Saved entries:
=====
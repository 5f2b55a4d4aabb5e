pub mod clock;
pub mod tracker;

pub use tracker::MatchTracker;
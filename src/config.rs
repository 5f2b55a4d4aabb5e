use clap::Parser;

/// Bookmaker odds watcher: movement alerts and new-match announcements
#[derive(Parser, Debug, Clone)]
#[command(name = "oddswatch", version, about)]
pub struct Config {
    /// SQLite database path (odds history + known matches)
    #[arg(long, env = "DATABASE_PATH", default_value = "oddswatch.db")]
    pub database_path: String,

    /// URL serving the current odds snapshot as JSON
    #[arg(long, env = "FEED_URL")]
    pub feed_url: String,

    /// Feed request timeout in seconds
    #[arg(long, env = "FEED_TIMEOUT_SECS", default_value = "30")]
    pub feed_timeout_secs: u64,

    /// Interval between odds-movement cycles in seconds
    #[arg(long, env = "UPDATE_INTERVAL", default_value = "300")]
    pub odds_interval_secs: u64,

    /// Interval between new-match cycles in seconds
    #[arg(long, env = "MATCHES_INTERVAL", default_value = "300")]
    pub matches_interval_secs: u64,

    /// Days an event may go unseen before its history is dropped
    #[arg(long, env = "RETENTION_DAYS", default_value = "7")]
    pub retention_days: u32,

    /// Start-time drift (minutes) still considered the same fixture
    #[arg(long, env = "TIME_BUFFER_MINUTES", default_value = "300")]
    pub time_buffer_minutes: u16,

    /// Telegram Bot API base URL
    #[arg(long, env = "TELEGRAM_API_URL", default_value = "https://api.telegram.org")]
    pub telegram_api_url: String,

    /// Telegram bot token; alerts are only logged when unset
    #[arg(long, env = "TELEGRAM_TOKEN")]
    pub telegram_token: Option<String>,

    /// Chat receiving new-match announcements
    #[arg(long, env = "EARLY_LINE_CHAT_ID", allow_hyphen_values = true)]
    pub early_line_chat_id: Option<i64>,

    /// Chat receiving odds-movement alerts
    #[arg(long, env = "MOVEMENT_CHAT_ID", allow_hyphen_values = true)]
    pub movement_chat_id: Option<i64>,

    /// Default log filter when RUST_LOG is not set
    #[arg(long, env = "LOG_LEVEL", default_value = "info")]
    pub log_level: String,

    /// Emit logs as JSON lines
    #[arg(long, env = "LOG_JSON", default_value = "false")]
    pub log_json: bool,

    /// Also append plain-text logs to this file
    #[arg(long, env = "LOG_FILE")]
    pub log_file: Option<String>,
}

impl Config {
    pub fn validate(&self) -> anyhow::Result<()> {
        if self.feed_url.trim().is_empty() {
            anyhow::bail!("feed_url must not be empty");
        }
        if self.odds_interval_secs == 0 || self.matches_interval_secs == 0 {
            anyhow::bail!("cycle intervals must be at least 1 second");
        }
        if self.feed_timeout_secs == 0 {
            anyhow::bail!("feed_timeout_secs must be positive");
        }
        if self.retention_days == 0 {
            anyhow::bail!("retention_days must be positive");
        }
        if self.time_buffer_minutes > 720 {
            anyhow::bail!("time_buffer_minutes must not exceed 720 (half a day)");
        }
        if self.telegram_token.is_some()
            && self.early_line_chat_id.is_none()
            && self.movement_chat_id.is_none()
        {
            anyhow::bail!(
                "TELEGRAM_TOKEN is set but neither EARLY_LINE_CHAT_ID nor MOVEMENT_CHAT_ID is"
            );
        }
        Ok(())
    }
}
=====
WHAT YOU HAVE TO DO: Look over the records above and copy each line that includes the string "seconds".

SOLUTION FOR THIS TASK:
    /// Feed request timeout in seconds
    /// Interval between odds-movement cycles in seconds
    /// Interval between new-match cycles in seconds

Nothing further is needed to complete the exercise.